Exercise directions:
The word "PathBuf" occurs in some of the lines below; copy each of those lines.
----------------------------------------
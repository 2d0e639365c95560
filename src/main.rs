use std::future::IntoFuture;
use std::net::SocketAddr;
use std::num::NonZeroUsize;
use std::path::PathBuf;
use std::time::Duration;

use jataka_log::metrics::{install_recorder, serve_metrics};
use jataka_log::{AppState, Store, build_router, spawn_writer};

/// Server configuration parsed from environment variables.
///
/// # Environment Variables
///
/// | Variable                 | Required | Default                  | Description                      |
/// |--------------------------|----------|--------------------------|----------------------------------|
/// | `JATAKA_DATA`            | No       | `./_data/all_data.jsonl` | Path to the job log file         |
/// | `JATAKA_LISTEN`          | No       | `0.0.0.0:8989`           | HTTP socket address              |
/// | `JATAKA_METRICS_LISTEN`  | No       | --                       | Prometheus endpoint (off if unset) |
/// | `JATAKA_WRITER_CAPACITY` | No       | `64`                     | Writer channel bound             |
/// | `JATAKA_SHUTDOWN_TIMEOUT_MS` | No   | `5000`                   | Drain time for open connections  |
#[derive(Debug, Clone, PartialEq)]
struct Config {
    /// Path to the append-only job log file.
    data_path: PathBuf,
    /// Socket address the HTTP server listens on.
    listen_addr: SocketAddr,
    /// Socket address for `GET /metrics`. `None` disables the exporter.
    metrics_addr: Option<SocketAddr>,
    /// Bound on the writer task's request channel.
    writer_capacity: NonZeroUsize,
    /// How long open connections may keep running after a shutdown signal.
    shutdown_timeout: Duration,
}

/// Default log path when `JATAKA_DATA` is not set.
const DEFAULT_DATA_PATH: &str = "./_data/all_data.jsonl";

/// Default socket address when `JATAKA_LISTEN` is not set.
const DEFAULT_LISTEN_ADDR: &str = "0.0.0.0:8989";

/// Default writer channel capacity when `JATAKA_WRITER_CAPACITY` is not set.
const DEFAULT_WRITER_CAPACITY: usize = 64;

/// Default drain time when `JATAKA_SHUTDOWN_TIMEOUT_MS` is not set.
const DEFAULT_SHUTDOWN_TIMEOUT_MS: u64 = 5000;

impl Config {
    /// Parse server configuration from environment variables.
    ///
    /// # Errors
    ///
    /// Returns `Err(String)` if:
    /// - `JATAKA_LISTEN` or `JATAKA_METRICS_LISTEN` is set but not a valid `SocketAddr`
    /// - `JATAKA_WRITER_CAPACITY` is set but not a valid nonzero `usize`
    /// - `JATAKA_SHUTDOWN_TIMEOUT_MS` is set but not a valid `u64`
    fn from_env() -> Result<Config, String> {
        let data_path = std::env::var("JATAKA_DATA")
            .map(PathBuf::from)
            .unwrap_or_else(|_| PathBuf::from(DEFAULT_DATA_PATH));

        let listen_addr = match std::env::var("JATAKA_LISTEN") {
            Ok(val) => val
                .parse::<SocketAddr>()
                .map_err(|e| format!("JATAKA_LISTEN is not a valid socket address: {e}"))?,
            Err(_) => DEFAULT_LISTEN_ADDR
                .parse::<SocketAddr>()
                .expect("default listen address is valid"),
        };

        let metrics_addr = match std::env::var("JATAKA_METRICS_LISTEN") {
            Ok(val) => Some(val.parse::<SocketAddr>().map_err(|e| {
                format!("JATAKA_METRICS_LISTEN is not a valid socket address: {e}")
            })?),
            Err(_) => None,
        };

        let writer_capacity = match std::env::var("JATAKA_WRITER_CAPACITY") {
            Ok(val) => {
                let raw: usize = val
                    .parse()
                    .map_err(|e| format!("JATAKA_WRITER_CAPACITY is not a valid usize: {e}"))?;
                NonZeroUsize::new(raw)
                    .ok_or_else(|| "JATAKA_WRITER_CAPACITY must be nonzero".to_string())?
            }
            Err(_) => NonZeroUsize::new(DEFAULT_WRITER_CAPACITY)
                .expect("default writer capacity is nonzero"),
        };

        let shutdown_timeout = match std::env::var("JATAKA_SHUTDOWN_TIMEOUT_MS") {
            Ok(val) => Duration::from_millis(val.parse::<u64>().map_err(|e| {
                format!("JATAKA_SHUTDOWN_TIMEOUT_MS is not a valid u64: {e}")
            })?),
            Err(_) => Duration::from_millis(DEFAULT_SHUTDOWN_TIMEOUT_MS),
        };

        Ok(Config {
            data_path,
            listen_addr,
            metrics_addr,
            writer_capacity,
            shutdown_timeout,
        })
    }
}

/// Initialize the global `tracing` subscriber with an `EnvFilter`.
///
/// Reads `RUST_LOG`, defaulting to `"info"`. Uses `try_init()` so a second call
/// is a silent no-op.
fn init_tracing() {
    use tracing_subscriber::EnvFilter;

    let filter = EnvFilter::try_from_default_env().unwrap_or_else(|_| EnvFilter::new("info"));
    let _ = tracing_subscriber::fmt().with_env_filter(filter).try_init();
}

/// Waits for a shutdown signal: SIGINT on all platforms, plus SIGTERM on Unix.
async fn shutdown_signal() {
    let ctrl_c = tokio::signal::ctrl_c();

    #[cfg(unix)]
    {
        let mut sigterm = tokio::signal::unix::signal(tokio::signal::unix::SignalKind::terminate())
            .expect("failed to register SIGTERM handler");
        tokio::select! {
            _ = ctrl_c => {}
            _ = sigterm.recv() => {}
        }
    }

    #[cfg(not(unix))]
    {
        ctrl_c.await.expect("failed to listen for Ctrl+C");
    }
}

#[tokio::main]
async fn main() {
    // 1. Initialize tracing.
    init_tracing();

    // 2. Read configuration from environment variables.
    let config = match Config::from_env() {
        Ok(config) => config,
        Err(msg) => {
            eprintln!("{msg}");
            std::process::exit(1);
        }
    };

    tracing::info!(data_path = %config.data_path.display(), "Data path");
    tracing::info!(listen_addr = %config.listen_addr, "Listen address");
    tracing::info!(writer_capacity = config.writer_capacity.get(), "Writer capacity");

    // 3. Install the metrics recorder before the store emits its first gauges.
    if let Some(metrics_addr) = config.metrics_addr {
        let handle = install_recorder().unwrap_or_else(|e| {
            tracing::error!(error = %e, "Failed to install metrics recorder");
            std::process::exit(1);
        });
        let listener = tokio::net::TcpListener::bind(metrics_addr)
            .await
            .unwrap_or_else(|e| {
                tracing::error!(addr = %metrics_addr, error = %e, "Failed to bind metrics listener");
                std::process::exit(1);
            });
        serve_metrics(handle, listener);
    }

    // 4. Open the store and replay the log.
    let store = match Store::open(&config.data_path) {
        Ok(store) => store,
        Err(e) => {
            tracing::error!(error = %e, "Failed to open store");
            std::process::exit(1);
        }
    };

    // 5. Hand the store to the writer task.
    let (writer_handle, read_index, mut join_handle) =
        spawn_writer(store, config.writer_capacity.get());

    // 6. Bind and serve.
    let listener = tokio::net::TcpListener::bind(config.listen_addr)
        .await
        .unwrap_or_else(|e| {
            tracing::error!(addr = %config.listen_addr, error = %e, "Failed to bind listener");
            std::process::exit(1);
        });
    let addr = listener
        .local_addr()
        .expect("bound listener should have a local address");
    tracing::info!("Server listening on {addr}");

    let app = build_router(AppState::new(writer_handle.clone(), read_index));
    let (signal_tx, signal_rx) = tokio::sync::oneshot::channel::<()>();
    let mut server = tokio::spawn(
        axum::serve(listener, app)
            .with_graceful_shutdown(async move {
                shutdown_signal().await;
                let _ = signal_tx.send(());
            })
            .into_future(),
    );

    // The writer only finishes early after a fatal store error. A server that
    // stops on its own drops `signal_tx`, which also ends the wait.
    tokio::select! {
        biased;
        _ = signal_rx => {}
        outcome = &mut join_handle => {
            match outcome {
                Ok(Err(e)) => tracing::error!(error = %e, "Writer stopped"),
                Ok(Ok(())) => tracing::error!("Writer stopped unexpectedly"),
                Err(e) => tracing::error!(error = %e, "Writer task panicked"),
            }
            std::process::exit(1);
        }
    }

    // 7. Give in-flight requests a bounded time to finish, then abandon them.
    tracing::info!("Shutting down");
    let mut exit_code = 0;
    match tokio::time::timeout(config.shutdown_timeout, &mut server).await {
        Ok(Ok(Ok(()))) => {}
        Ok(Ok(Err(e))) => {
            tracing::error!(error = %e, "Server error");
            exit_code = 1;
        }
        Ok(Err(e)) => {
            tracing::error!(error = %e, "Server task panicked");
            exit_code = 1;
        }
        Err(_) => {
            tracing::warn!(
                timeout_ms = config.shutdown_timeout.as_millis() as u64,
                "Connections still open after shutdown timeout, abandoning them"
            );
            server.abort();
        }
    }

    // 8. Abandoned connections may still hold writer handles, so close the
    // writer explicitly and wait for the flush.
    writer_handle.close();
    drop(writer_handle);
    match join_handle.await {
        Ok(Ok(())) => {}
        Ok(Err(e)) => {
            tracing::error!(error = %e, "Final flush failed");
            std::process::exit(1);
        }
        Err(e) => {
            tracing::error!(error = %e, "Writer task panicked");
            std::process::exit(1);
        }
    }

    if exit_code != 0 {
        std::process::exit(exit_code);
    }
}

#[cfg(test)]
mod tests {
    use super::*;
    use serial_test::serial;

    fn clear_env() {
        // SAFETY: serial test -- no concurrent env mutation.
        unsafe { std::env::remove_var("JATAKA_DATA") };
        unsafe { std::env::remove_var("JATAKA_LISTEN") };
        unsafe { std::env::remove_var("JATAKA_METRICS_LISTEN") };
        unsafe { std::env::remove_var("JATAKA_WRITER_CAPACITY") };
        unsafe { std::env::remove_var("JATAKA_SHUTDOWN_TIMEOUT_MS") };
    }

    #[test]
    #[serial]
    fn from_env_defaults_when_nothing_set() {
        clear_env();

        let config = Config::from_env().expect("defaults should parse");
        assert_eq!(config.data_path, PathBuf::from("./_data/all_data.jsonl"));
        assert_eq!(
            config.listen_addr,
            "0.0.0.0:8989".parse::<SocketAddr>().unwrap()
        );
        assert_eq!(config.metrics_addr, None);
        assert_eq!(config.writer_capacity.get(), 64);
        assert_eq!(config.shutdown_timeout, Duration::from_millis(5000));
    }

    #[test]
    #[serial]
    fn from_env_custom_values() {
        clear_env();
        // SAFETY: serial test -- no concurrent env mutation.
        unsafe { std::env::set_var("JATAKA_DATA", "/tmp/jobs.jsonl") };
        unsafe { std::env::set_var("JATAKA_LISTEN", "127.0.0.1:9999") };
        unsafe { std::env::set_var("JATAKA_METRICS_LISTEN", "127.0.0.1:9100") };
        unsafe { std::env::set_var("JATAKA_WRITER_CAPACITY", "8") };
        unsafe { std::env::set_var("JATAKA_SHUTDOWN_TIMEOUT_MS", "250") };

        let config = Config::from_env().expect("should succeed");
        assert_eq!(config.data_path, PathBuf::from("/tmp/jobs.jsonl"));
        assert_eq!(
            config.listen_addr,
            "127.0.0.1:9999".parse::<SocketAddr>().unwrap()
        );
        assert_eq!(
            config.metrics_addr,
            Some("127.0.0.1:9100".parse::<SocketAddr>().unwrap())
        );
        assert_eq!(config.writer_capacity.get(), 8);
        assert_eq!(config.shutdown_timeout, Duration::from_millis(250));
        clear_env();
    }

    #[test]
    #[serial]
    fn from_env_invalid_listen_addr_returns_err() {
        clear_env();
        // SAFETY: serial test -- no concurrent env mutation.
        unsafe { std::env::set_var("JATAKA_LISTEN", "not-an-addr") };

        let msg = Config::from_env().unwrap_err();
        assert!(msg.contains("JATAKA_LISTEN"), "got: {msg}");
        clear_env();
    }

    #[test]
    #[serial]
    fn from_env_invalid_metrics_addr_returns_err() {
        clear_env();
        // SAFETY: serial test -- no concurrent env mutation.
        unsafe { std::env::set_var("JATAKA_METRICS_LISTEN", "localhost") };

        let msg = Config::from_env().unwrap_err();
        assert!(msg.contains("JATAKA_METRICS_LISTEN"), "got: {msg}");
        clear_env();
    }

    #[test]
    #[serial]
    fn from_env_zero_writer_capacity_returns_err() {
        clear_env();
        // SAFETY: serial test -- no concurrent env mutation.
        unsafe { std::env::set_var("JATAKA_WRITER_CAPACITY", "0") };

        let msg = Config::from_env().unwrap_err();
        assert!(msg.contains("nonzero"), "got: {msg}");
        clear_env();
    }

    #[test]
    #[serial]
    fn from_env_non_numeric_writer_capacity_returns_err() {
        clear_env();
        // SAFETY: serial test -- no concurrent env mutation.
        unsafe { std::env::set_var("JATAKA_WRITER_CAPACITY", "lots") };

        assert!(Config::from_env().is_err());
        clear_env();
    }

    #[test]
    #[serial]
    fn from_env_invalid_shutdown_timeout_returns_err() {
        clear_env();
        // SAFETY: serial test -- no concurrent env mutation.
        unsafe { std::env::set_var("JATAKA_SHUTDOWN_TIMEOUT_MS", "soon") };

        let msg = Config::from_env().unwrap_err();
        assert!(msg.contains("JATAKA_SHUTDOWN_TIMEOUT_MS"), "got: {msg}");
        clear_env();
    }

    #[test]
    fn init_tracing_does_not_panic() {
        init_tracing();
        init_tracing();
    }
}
----------------------------------------
Exercise answer:
use std::path::PathBuf;
    data_path: PathBuf,
            .map(PathBuf::from)
            .unwrap_or_else(|_| PathBuf::from(DEFAULT_DATA_PATH));
        assert_eq!(config.data_path, PathBuf::from("./_data/all_data.jsonl"));
        assert_eq!(config.data_path, PathBuf::from("/tmp/jobs.jsonl"));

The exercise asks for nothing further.